Reference link: Analytics Vidhya DataHack

Key deliverables

  • To develop a useful forecasting dashboard using suitable open-source tools showcasing data insights and model predictions.
  • To experiment and evaluate various time series model in answering the problem statement.

Sample dashboard pages

Dashboard

Datasets

Results

We evaluated the performance of three different models: SARIMA, LSTM RNN, and Transformer, on a given time series dataset. The table below shows the RMSE values obtained for each model:

Model RMSE
SARIMA 95,951
LSTM RNN 96,430
Transformer 86,509

Based on these results, we observe that the Transformer model performed the best, with the lowest RMSE value of 95,555.

Current development status

  • Not in active development since Apr 2023.

Setup and Usage

To run the streamlit service, please clone this repository and install the necessary dependences as provided by environment.yml (using Anaconda distribution) or requirements.txt (Python pip package installer) using either of the following command:

Via Anaconda distribution:

conda env create --file=environments.yml

Via python pip:

pip install -r requirements.txt

Assuming the necessary dependences has been installed. Please execute the following script to start the streamlit service.

For Windows users: Please run the script start_streamlit.bat to start Streamlit service.

For Linux users: Please execute .sh script is developed for Linux users, but not testing has been done. (Note: This script is added for convenience but has yet to test out on actual machine.)

Special folders.

  • Pkl files should be placed in corresponding subfolders (Statistical Model/Machine Learning/Deep Learning) under models folder.

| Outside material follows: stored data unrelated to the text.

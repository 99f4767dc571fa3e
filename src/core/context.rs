use crate::core::pool::TaskPool;
use crate::core::task::TaskType;

/// Passed into every running task.
///
/// Carries the type the task was scheduled as and a handle to the pool the
/// task may use to fan out follow-on work, so a task can schedule children
/// without needing access to the scheduler. Follow-on tasks run as ordinary
/// tasks of that pool's class: tasks executing on the small or large pool get
/// their own pool, tasks running on the main thread get the small pool.
pub struct TaskContext {
    kind: TaskType,
    pool: TaskPool,
}

impl TaskContext {
    pub(crate) fn new(kind: TaskType, pool: TaskPool) -> Self {
        TaskContext { kind, pool }
    }

    /// The type this task was scheduled as.
    pub fn task_type(&self) -> TaskType {
        self.kind
    }

    /// The pool available for follow-on work.
    pub fn pool(&self) -> &TaskPool {
        &self.pool
    }

    /// Schedule a follow-on task. Does not block; the child runs as a plain
    /// task of the pool's class, with no ordering relative to its parent.
    pub fn schedule<F>(&self, f: F)
    where F: FnOnce(&TaskContext) + Send + 'static
    {
        self.pool.add_task(f);
    }
}

#[test]
fn fan_out() {
    use crate::sync::{Arc, Ordering, AtomicUsize};
    use crate::CompletionGroup;

    let pool = TaskPool::builder(TaskType::Small)
        .with_worker_threads(3)
        .build();

    let group = Arc::new(CompletionGroup::new());
    let count = Arc::new(AtomicUsize::new(0));

    // One parent task that fans out 10 children through its context.
    group.add(11);
    {
        let group = Arc::clone(&group);
        let count = Arc::clone(&count);
        pool.add_task(move |ctx| {
            for _ in 0..10 {
                let group = Arc::clone(&group);
                let count = Arc::clone(&count);
                ctx.schedule(move |_| {
                    count.fetch_add(1, Ordering::SeqCst);
                    group.complete_one();
                });
            }
            count.fetch_add(1, Ordering::SeqCst);
            group.complete_one();
        });
    }

    group.wait();
    assert_eq!(count.load(Ordering::SeqCst), 11);

    pool.shut_down().wait();
}
//! A multithreaded task scheduler for game engines.
//!
//! What we want:
//! - Keep latency-sensitive per-frame work away from throughput-oriented
//!   background work (two independent fixed-size pools rather than one
//!   shared one, at the cost of thread count).
//! - Strict main-thread affinity for anything touching the graphics/UI
//!   context, via a queue that is only ever drained by an explicit
//!   once-per-frame pump.
//! - At most one background file task in flight at any time, so loaders
//!   never contend on file-system handles.
//! - A drain barrier over the game-logic cohort that the pump waits on
//!   before running main-thread work.
//! - A deterministic two-phase lifecycle: building a pool starts its
//!   threads, shutting it down drains the queue and joins them.
//!
//! Tasks are plain closures run to completion on one thread; there are no
//! coroutines and nothing suspends. A task that needs to wait for other work
//! should instead schedule a continuation (see
//! `TaskScheduler::schedule_tasks_with_completion`).

mod core;
mod completion;
mod file_lane;
mod main_thread;
mod scheduler;

pub use crate::completion::CompletionGroup;
pub use crate::core::context::TaskContext;
pub use crate::core::pool::{recommended_worker_count, TaskPool, TaskPoolBuilder, TaskPoolId};
pub use crate::core::shutdown::ShutdownHandle;
pub use crate::core::sync;
pub use crate::core::task::{task, TaskFn, TaskType};
pub use crate::core::WorkerHook;
pub use crate::file_lane::FileTaskLane;
pub use crate::main_thread::MainThreadTaskPool;
pub use crate::scheduler::{SchedulerShutdownHandle, TaskScheduler, TaskSchedulerBuilder};

pub use crossbeam_utils::CachePadded;
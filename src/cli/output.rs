use colored::Colorize;
use std::fmt;
use std::sync::{OnceLock, RwLock};

/// Message categories used by the CLI output helpers.
#[derive(Clone, Copy, Debug, PartialEq, Eq)]
pub enum MessageKind {
    Info,
    Success,
    Warning,
    Error,
    Section,
    Separator,
}

#[derive(Clone, Copy, Debug, Default)]
pub struct OutputPreferences {
    /// Unstyled ASCII-rule output, used in script mode.
    pub plain_mode: bool,
    /// Suppress decorative separators.
    pub quiet_mode: bool,
}

static PREFERENCES: OnceLock<RwLock<OutputPreferences>> = OnceLock::new();

pub fn set_preferences(prefs: OutputPreferences) {
    let lock = PREFERENCES.get_or_init(|| RwLock::new(OutputPreferences::default()));
    if let Ok(mut guard) = lock.write() {
        *guard = prefs;
    }
}

pub fn current_preferences() -> OutputPreferences {
    PREFERENCES
        .get_or_init(|| RwLock::new(OutputPreferences::default()))
        .read()
        .map(|guard| *guard)
        .unwrap_or_default()
}

fn should_skip(kind: MessageKind, prefs: &OutputPreferences) -> bool {
    prefs.quiet_mode && matches!(kind, MessageKind::Separator)
}

fn build_label(kind: MessageKind) -> (&'static str, &'static str) {
    match kind {
        MessageKind::Info => ("INFO", "[i]"),
        MessageKind::Success => ("SUCCESS", "[✓]"),
        MessageKind::Warning => ("WARNING", "[!]"),
        MessageKind::Error => ("ERROR", "[x]"),
        MessageKind::Section | MessageKind::Separator => ("INFO", ""),
    }
}

fn apply_style(kind: MessageKind, message: impl fmt::Display, prefs: &OutputPreferences) -> String {
    let text = message.to_string();

    let formatted = match kind {
        MessageKind::Section => format!("=== {} ===", text.trim()),
        MessageKind::Separator => String::from("----------------------------------------"),
        _ => {
            let (label, icon) = build_label(kind);
            if icon.is_empty() {
                format!("{label}: {text}")
            } else {
                format!("{label}: {icon} {text}")
            }
        }
    };

    if prefs.plain_mode {
        return formatted;
    }

    match kind {
        MessageKind::Success => formatted.bright_green().to_string(),
        MessageKind::Warning => formatted.bright_yellow().to_string(),
        MessageKind::Error => formatted.bright_red().to_string(),
        MessageKind::Section => formatted.bold().to_string(),
        MessageKind::Separator | MessageKind::Info => formatted,
    }
}

pub fn print(kind: MessageKind, message: impl fmt::Display) {
    let prefs = current_preferences();
    if should_skip(kind, &prefs) {
        return;
    }
    let formatted = apply_style(kind, message, &prefs);
    match kind {
        MessageKind::Section => println!("\n{}", formatted),
        _ => println!("{}", formatted),
    }
}

pub fn separator() {
    print(MessageKind::Separator, "");
}

#[cfg(test)]
mod tests {
    use super::*;

    #[test]
    fn plain_mode_strips_styling_but_keeps_labels() {
        let prefs = OutputPreferences {
            plain_mode: true,
            quiet_mode: false,
        };
        assert_eq!(
            apply_style(MessageKind::Success, "取引を記録しました", &prefs),
            "SUCCESS: [✓] 取引を記録しました"
        );
        assert_eq!(apply_style(MessageKind::Section, " 収支サマリー ", &prefs), "=== 収支サマリー ===");
    }

    #[test]
    fn quiet_mode_drops_separators_only() {
        let quiet = OutputPreferences {
            plain_mode: true,
            quiet_mode: true,
        };
        assert!(should_skip(MessageKind::Separator, &quiet));
        assert!(!should_skip(MessageKind::Info, &quiet));
    }
}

Please note that only statistical model involving SARIMA is available on the Google Drive link above due to space constraint.

EDA works

Basic EDA:

  • Data
    • Our data has 456548 row and 15 columns.
    • Our target is “num_orders” and timestamp is in weeks
    • Numerical columns = 10, Categorical columns = 3 (note that other columns like ID can be categorical as well)
  • Statistic
  • Distri plot
    • Looking at ‘checkout_price’ and ‘base_price’, their values present a very different range and magnitude. Hence, we should standardize the data as the data follows Gaussian distribution. Note that the target is not standardized here.
  • heatmap
    • 'Checkout_price' and 'base_price' has high positive correlation (0.95). Make sense as checkout_price is just base_price with discount, shipping fee, tax.
    • Hence, high correlated features like 'Checkout_price' and 'base_price'. Drop 'Checkout_price' and replace with 'adjusted_price' (difference between checkout and base price).
    • Other observations:
      • Both 'homepage_featured' and 'emailer_for_promotion' are positively correlated to num_orders. This makes sense as when there are promotions or items featured, the orders will increase.
      • 'homepage_featured' are positively correlated to 'emailer_for_promotion'. It seems like whenever there is a promotion, the item will likely to be featured on main page.
      • Both 'Checkout_price' and 'base_price' are negatively correlated to 'num_orders' as price increase, the number of orders should decrease.

General preprocessing:

  • Remove useless columns (eg. id)
  • Remove ‘checkout_price’ (high correlation feature) and replace with a price difference column (checkout_price - base_price)
  • Standardize via standscaler for specific columns (eg. exclude ‘num_order’)
  • One-hot encode for categorical features
  • Further preprocessing will be done for each of the model.
  • Note that due to time constraint, we will only be using univariate data (target only) for all models used in this project. This preprocessing pipeline will be used for multivariate time series analysis (future improvement).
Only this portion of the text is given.